▶ _EXERCISE DIRECTIONS_: Run through the data and copy out every line that mentions the word "StepFailed".

▶ _SUPPLIED ENTRIES_:
%%
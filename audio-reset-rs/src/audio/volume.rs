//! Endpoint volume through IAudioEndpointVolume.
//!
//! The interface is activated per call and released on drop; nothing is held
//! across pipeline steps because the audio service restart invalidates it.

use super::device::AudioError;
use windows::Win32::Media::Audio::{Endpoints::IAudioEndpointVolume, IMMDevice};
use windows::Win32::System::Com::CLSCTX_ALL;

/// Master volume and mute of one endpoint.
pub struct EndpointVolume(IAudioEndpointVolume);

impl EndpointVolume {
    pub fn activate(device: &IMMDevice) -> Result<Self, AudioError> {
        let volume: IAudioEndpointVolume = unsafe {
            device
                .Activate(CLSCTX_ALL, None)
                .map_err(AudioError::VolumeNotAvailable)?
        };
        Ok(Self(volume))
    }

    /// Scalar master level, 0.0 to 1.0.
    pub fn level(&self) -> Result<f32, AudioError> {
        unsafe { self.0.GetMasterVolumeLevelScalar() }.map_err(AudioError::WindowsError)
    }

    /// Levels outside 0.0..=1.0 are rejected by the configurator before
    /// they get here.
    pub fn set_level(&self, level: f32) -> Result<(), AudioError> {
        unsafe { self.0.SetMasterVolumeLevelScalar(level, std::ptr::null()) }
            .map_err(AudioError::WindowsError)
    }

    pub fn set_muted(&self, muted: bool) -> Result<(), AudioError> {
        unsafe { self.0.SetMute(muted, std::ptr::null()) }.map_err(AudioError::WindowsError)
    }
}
%%
%%
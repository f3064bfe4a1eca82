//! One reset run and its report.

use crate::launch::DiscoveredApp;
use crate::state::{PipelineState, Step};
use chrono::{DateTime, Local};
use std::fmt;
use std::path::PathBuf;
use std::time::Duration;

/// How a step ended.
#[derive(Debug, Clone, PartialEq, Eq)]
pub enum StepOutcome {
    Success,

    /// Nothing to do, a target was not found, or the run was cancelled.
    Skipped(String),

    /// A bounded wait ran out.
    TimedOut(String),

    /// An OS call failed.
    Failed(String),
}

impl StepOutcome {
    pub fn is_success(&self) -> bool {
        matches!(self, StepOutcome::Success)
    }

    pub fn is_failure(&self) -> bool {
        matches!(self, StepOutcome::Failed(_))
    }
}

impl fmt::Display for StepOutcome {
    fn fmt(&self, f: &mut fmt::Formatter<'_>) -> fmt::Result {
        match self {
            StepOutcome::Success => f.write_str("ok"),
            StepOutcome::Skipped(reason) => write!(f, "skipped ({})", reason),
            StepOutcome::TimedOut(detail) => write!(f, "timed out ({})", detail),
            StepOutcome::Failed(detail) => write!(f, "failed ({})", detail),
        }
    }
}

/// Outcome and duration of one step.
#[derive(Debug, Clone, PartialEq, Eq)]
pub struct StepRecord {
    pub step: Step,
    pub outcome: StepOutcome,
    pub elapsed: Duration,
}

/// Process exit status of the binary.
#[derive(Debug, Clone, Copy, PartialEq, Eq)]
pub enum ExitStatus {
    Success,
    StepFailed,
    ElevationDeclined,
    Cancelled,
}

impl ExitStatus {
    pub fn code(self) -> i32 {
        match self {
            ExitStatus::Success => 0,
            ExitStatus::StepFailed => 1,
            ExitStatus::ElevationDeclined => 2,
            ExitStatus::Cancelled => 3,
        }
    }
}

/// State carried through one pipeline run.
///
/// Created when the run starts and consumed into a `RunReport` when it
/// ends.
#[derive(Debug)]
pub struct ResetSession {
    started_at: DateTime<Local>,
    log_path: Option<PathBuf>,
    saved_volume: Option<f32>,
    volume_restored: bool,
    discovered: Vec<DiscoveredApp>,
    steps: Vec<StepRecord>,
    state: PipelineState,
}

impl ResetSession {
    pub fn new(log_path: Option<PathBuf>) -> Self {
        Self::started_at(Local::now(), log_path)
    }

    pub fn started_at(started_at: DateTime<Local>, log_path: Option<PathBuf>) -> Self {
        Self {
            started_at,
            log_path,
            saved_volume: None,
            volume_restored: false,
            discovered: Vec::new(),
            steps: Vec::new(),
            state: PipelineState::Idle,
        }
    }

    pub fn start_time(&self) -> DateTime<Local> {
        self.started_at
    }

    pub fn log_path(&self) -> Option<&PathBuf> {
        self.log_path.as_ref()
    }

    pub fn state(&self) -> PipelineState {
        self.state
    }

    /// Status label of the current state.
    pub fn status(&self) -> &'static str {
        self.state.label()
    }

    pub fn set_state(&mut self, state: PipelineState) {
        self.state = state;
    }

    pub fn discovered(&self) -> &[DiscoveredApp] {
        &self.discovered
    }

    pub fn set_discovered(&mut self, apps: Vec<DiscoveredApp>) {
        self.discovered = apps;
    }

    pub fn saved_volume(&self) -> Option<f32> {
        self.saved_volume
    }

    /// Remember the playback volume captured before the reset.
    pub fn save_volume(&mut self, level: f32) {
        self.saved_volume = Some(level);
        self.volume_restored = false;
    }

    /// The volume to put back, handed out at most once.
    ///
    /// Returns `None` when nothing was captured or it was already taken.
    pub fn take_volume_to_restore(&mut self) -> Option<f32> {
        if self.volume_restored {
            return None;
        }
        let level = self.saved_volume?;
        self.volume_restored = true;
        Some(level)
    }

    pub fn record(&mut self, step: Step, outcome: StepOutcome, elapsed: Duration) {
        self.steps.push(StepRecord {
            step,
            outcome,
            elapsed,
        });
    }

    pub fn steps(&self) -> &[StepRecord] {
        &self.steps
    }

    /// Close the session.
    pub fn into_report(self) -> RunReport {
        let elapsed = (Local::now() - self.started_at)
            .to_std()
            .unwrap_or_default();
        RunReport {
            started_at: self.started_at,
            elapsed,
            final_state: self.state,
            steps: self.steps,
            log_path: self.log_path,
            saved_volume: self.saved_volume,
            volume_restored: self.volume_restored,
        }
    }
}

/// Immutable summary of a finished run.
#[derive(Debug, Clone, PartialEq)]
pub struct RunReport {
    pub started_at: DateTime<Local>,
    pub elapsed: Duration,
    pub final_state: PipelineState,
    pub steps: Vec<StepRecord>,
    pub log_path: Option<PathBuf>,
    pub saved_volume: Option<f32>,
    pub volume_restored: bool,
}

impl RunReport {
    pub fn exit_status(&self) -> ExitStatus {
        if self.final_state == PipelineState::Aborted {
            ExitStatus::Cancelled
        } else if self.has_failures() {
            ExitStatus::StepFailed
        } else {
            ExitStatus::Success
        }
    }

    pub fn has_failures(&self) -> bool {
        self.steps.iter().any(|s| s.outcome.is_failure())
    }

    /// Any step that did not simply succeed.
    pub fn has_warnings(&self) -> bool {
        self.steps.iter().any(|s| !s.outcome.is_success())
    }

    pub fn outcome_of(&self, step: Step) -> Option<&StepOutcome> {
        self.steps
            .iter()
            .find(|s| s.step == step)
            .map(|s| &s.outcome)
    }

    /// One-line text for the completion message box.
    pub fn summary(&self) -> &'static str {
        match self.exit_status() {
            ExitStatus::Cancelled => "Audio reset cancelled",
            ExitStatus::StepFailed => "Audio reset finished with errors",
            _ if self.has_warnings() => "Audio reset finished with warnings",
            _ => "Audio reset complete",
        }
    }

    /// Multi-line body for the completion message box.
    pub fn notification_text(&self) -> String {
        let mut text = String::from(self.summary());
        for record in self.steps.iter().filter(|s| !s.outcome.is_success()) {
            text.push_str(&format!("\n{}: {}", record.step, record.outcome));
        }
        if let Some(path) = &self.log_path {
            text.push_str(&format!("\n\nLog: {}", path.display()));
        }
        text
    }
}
%%
▶ _OUTPUT_:
    StepFailed,
            ExitStatus::StepFailed => 1,
            ExitStatus::StepFailed
            ExitStatus::StepFailed => "Audio reset finished with errors",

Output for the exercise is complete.